Une partie de ce vénérable bâtiment remonte au temps de la première croisade, quand Hugo de Capus édifia une place forte au centre du domaine qui lui avait été accordé par le roi Rouge. Un incendie la détruisit en 1543; quelques-unes de ses pierres d'angle noircies par la fumée furent utilisées lorsque, au temps des Jacques, une maison de campagne en brique s'éleva sur les ruines du château féodal. Le manoir, avec ses nombreux pignons et ses petites fenêtres à carreaux en losange, ressemble encore beaucoup à ce qu'en avait fait son architecte au début du XVII
e siècle. Des deux douves qui avaient autrefois protégé les anciens propriétaires, celle de l'extérieur avait été asséchée et confinée au rôle moins stratégique de jardin potager, mais celle de l'intérieur avait subsisté: elle avait bien douze mètres de large tout autour de la maison, mais sa profondeur n'excédait pas un mètre. Un petit cours d'eau l'alimentait et poursuivait au-delà son vagabondage, si bien que cette nappe liquide, pourtant bourbeuse, n'était jamais malsaine comme l'eau d'un fossé. Les fenêtres du rez-de-chaussée s'ouvraient à une trentaine de centimètres au-dessus de sa surface. L'unique accès au manoir était un pont-levis, dont les chaînes et le treuil avaient longtemps été rouillés et démolis. Les châtelains actuels avaient pris cependant la décision caractéristique de le faire réparer: il était levé chaque soir, baissé chaque matin. Cette restauration d'une coutume féodale faisait du manoir, la nuit, une île: métamorphose qui eut un rapport très direct avec le mystère qui passionna l'opinion anglaise.

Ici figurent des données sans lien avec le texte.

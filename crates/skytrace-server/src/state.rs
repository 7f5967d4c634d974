//! State shared by every request handler.

use skytrace_tracker::Tracker;

use crate::config::Config;

/// The one tracker instance plus per-connection settings.
pub struct AppState {
    pub tracker: Tracker,
    pub stream_buffer: usize,
}

impl AppState {
    pub fn new(tracker: Tracker, config: &Config) -> Self {
        Self {
            tracker,
            stream_buffer: config.stream_buffer.max(1),
        }
    }
}
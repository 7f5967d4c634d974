//! Shared library surface for the skytrace server and its tests.

pub mod api;
pub mod config;
pub mod state;

pub use state::AppState;

/// `RUST_LOG` plus defaults for every workspace crate that logs.
pub fn log_filter() -> anyhow::Result<tracing_subscriber::EnvFilter> {
    Ok(tracing_subscriber::EnvFilter::from_default_env()
        .add_directive("skytrace_server=debug".parse()?)
        .add_directive("skytrace_tracker=info".parse()?)
        .add_directive("skytrace_feed=info".parse()?))
}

La maison n'avait pas été habitée depuis quelques années et elle menaçait ruine quand les Douglas en prirent possession. Cette famille se limitait à deux personnes: John Douglas et sa femme. Douglas était un homme remarquable, tant par le caractère que par la personnalité. Il pouvait être âgé de cinquante ans. Il avait une forte mâchoire, des traits rudes, une moustache poivre et sel, des yeux gris particulièrement vifs, une charpente robuste et un air viril.